Thucydides provides Herfried Münkler with a theoretical framework for understanding maritime geopolitics. ‘The Peloponnesian War is the template for a hegemonial conflict between the open trading city and the closed barracks, between democracy and oligarchy, between sea and land.’ Beginning with a materialist exploration of how sea-power structured the politics of Athens and influenced the fortunes of the Swedes in the Thirty Years’ War, Münkler goes on to trace how the British Empire and its American successor built oceanic strategies informed by Walter Raleigh’s view that ‘whosoever commands the sea commands the trade; whosoever commands the trade of the world commands the riches of the world, and consequently the world itself.’

But if ‘the key to oceanic empire-building lay in the transformation of the sea from a border to an intermediate space connecting continents’, wars have seen the sea repeatedly turned back into a barrier. Maritime blockades – of Napoleonic France or Imperial Germany by Britain, or of Russia and China by America and its Cold War allies – provide a lens through which to view Russia’s annexation of Crimea or China’s ‘Belt and Road’ initiatives.

Cooperation or conflict?

Christoph Humrich assesses the debate over whether the Arctic will become a site of co-operation or conflict. ‘Thus far, developments in the Arctic have more closely followed the co-operative scenario’, he concludes. Multilateral institutions like the Arctic Council have risen to the new challenges; mineral exploration has yielded only modest results; and, although shipping has increased, it has done so from a low level.

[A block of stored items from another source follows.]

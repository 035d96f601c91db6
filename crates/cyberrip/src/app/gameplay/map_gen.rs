use engine::Rgba;
use rand::rngs::SmallRng;
use rand::seq::SliceRandom;
use rand::{Rng, SeedableRng};

use super::world::{
    hex, Appearance, GameMap, Interactable, InteractableKind, MapError, Npc, TileCoord, TileType,
    MAP_HEIGHT, MAP_WIDTH, SKIN,
};

const HAT_COLORS: [Rgba; 5] = [
    hex(0xe4b85d),
    hex(0x333333),
    hex(0xd32f2f),
    hex(0x388e3c),
    hex(0x1976d2),
];
const SHIRT_COLORS: [Rgba; 6] = [
    hex(0xf44336),
    hex(0x2196f3),
    hex(0x4caf50),
    hex(0xffeb3b),
    hex(0x9c27b0),
    hex(0x795548),
];
const PANTS_COLORS: [Rgba; 4] = [hex(0x1565c0), hex(0x3e2723), hex(0x212121), hex(0x558b2f)];

const NPC_SPAWN_CHANCE: f64 = 0.4;
const PEW_ROWS: [u32; 4] = [10, 12, 14, 16];
const LEFT_PEWS: [u32; 5] = [12, 13, 14, 15, 16];
const RIGHT_PEWS: [u32; 5] = [23, 24, 25, 26, 27];

const BUILDING_LEFT: u32 = 10;
const BUILDING_TOP: u32 = 6;
const BUILDING_RIGHT: u32 = 29;
const BUILDING_BOTTOM: u32 = 24;
const DIVIDER_ROW: u32 = 17;

/// Tile the player spawns on, just outside the main entrance.
pub(crate) const PLAYER_SPAWN: TileCoord = TileCoord::new(19, 26);

struct MapBuilder {
    tiles: Vec<TileType>,
    interactables: Vec<Interactable>,
    npcs: Vec<Npc>,
    rng: SmallRng,
}

impl MapBuilder {
    fn new(seed: u64) -> Self {
        Self {
            tiles: vec![TileType::Grass; (MAP_WIDTH * MAP_HEIGHT) as usize],
            interactables: Vec::new(),
            npcs: Vec::new(),
            rng: SmallRng::seed_from_u64(seed),
        }
    }

    fn index(x: u32, y: u32) -> usize {
        (y * MAP_WIDTH + x) as usize
    }

    fn set(&mut self, x: u32, y: u32, tile: TileType) {
        self.tiles[Self::index(x, y)] = tile;
    }

    fn get(&self, x: u32, y: u32) -> TileType {
        self.tiles[Self::index(x, y)]
    }

    fn fill(&mut self, x1: u32, y1: u32, x2: u32, y2: u32, tile: TileType) {
        for y in y1..=y2 {
            for x in x1..=x2 {
                self.set(x, y, tile);
            }
        }
    }

    /// Fills the rectangle and rings it with walls.
    fn room(&mut self, x1: u32, y1: u32, x2: u32, y2: u32, floor: TileType) {
        for y in y1..=y2 {
            for x in x1..=x2 {
                let on_border = x == x1 || x == x2 || y == y1 || y == y2;
                self.set(x, y, if on_border { TileType::Wall } else { floor });
            }
        }
    }

    /// Registers an interactable; a later registration on the same cell
    /// replaces the earlier one but keeps its position in the order.
    fn register(
        &mut self,
        x: u32,
        y: u32,
        id: impl Into<String>,
        kind: InteractableKind,
        message: Option<&'static str>,
    ) {
        let interactable = Interactable {
            id: id.into(),
            cell: TileCoord::new(x, y),
            kind,
            message,
        };
        match self
            .interactables
            .iter_mut()
            .find(|existing| existing.cell == interactable.cell)
        {
            Some(existing) => *existing = interactable,
            None => self.interactables.push(interactable),
        }
    }

    fn seat(&mut self, x: u32, y: u32, id: String) {
        self.set(x, y, TileType::Bench);
        let seat = TileCoord::new(x, y);
        self.register(x, y, id, InteractableKind::Chair { seat }, None);
    }

    fn maybe_spawn_npc(&mut self, x: u32, y: u32) {
        if self.rng.gen::<f64>() >= NPC_SPAWN_CHANCE {
            return;
        }
        let appearance = Appearance {
            hat: pick(&mut self.rng, &HAT_COLORS),
            shirt: pick(&mut self.rng, &SHIRT_COLORS),
            pants: pick(&mut self.rng, &PANTS_COLORS),
            skin: SKIN,
            has_hat: self.rng.gen_bool(0.5),
        };
        self.npcs.push(Npc {
            id: format!("npc_{x}_{y}"),
            position: TileCoord::new(x, y).seat_position(),
            appearance,
        });
    }

    fn graveyard(&mut self) {
        for y in 1..MAP_HEIGHT - 1 {
            for x in 1..MAP_WIDTH - 1 {
                let roll = self.rng.gen::<f64>();
                let is_edge = x < 8 || x > 31 || y < 6 || y > 24;
                if !is_edge || self.get(x, y) != TileType::Grass {
                    continue;
                }
                if roll < 0.08 {
                    self.set(x, y, TileType::Tombstone);
                } else if roll < 0.12 {
                    self.set(x, y, TileType::Tree);
                } else if roll < 0.15 {
                    self.set(x, y, TileType::Flower);
                }
            }
        }
        self.fill(18, 0, 21, 8, TileType::Path);
        self.fill(18, 24, 21, MAP_HEIGHT - 1, TileType::Path);
        self.fill(0, 14, 8, 16, TileType::Path);
        self.fill(32, 14, MAP_WIDTH - 1, 16, TileType::Path);
    }

    fn chapel(&mut self) {
        self.room(BUILDING_LEFT, BUILDING_TOP, BUILDING_RIGHT, DIVIDER_ROW, TileType::Floor);
        for x in [13, 16, 23, 26] {
            self.set(x, BUILDING_TOP, TileType::Window);
        }
        self.fill(19, BUILDING_TOP + 1, 20, DIVIDER_ROW, TileType::Carpet);

        self.register(19, 9, "priest", InteractableKind::Priest, Some("Shh..."));
        self.register(20, 9, "priest_alt", InteractableKind::Priest, Some("Shh..."));

        let altar_row = BUILDING_TOP + 2;
        self.set(19, altar_row, TileType::Altar);
        self.set(20, altar_row, TileType::Altar);
        self.set(18, altar_row, TileType::Candle);
        self.set(21, altar_row, TileType::Candle);
        self.set(17, altar_row, TileType::Podium);

        for y in PEW_ROWS {
            for x in LEFT_PEWS.into_iter().chain(RIGHT_PEWS) {
                self.seat(x, y, format!("pew_{y}_{x}"));
                self.maybe_spawn_npc(x, y);
            }
        }
    }

    fn reception(&mut self) {
        self.room(BUILDING_LEFT, DIVIDER_ROW, BUILDING_RIGHT, BUILDING_BOTTOM, TileType::Floor);
        self.fill(BUILDING_LEFT + 1, DIVIDER_ROW, BUILDING_RIGHT - 1, DIVIDER_ROW, TileType::Wall);
        for x in [19, 20] {
            self.set(x, DIVIDER_ROW, TileType::Door);
            self.set(x, BUILDING_BOTTOM, TileType::Door);
        }
        self.set(18, BUILDING_BOTTOM, TileType::Candle);
        self.set(21, BUILDING_BOTTOM, TileType::Candle);
        self.set(BUILDING_LEFT, 20, TileType::Door);
        self.set(BUILDING_RIGHT, 20, TileType::Door);

        self.set(24, 20, TileType::Desk);
        self.set(25, 20, TileType::Desk);
        let greeting = Some("Applications here.");
        self.register(24, 21, "receptionist", InteractableKind::Receptionist, greeting);
        self.register(25, 21, "receptionist_alt", InteractableKind::Receptionist, greeting);

        self.set(15, DIVIDER_ROW, TileType::Wall);
        self.register(15, 18, "notice_board", InteractableKind::NoticeBoard, Some("History"));

        self.seat(12, 19, "wait_19_12".to_string());
        self.seat(12, 21, "wait_21_12".to_string());

        self.set(11, 23, TileType::Flower);
        self.set(28, 23, TileType::Flower);
        self.set(11, 18, TileType::Candle);
        self.set(28, 18, TileType::Candle);
    }

    fn finish(self) -> Result<GameMap, MapError> {
        GameMap::new(
            MAP_WIDTH,
            MAP_HEIGHT,
            &self.tiles,
            self.interactables,
            self.npcs,
        )
    }
}

fn pick(rng: &mut SmallRng, palette: &[Rgba]) -> Rgba {
    palette.choose(rng).copied().unwrap_or(SKIN)
}

/// Builds the graveyard, chapel and reception layout. The layout is fixed;
/// only decoration and pew occupancy depend on `seed`.
pub(crate) fn generate_map(seed: u64) -> Result<GameMap, MapError> {
    let mut builder = MapBuilder::new(seed);
    builder.graveyard();
    builder.chapel();
    builder.reception();
    builder.finish()
}
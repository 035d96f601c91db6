use engine::{LoopConfig, Scene};
use thiserror::Error;
use tracing::info;
use tracing_subscriber::EnvFilter;

use super::config::{ConfigError, SessionConfig};
use super::gameplay::{self, MapError};

#[derive(Debug, Error)]
pub(crate) enum BootstrapError {
    #[error(transparent)]
    Config(#[from] ConfigError),
    #[error(transparent)]
    Map(#[from] MapError),
}

pub(crate) struct AppWiring {
    pub(crate) config: LoopConfig,
    pub(crate) scene: Box<dyn Scene>,
}

pub(crate) fn build_app() -> Result<AppWiring, BootstrapError> {
    init_tracing();
    info!("=== CyberRip Startup ===");

    let session = SessionConfig::load_from_env()?;
    let seed = session.world.seed.unwrap_or_else(rand::random);
    info!(seed, from_config = session.world.seed.is_some(), "map_seed");

    let config = loop_config(&session);
    let scene = gameplay::build_scene(session, seed)?;
    Ok(AppWiring { config, scene })
}

fn loop_config(session: &SessionConfig) -> LoopConfig {
    let window = &session.window;
    LoopConfig {
        window_title: window.title.clone(),
        window_width: window.width,
        window_height: window.height,
        target_tps: window.target_tps,
        max_render_fps: window.max_render_fps,
        ..LoopConfig::default()
    }
}

fn init_tracing() {
    let filter = EnvFilter::try_from_default_env().unwrap_or_else(|_| EnvFilter::new("info"));
    tracing_subscriber::fmt()
        .with_env_filter(filter)
        .with_target(false)
        .with_thread_names(true)
        .compact()
        .init();
}
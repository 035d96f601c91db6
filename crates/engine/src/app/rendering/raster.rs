use crate::app::frame::Rgba;

pub(crate) fn write_pixel_rgba_clipped(
    frame: &mut [u8],
    width: u32,
    height: u32,
    x: i32,
    y: i32,
    color: Rgba,
) {
    if x < 0 || y < 0 || x >= width as i32 || y >= height as i32 {
        return;
    }
    let Some(pixel_offset) = (y as usize)
        .checked_mul(width as usize)
        .and_then(|row| row.checked_add(x as usize))
    else {
        return;
    };
    let Some(byte_offset) = pixel_offset.checked_mul(4) else {
        return;
    };
    let Some(end) = byte_offset.checked_add(4) else {
        return;
    };
    if end > frame.len() {
        return;
    }
    blend_into(&mut frame[byte_offset..end], color);
}

fn blend_into(dst: &mut [u8], color: Rgba) {
    let alpha = color[3] as u32;
    if alpha == 255 {
        dst.copy_from_slice(&color);
        return;
    }
    if alpha == 0 {
        return;
    }
    let inverse = 255 - alpha;
    for channel in 0..3 {
        let mixed = (color[channel] as u32 * alpha + dst[channel] as u32 * inverse) / 255;
        dst[channel] = mixed as u8;
    }
    dst[3] = 255;
}

#[allow(clippy::too_many_arguments)]
pub(crate) fn fill_rect(
    frame: &mut [u8],
    width: u32,
    height: u32,
    x: i32,
    y: i32,
    rect_width: i32,
    rect_height: i32,
    color: Rgba,
) {
    let start_x = x.max(0);
    let start_y = y.max(0);
    let end_x = x.saturating_add(rect_width).min(width as i32);
    let end_y = y.saturating_add(rect_height).min(height as i32);
    if end_x <= start_x || end_y <= start_y {
        return;
    }
    for py in start_y..end_y {
        for px in start_x..end_x {
            write_pixel_rgba_clipped(frame, width, height, px, py, color);
        }
    }
}

#[allow(clippy::too_many_arguments)]
pub(crate) fn outline_rect(
    frame: &mut [u8],
    width: u32,
    height: u32,
    x: i32,
    y: i32,
    rect_width: i32,
    rect_height: i32,
    color: Rgba,
) {
    if rect_width <= 1 || rect_height <= 1 {
        return;
    }
    fill_rect(frame, width, height, x, y, rect_width, 1, color);
    fill_rect(frame, width, height, x, y + rect_height - 1, rect_width, 1, color);
    fill_rect(frame, width, height, x, y, 1, rect_height, color);
    fill_rect(frame, width, height, x + rect_width - 1, y, 1, rect_height, color);
}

But some observers see three harbingers of conflict: deteriorating relations between Russia and the West following the annexation of Crimea; China’s increased assertiveness in the Arctic; and America’s U-turn on Arctic policy in 2019, which brought the Arctic Council to ‘a shocked halt’. Humrich analyses possible institutional and policy solutions but cautions that the underlying issues – climate change and great-power rivalry – ‘can only be overcome with massive diplomatic efforts’.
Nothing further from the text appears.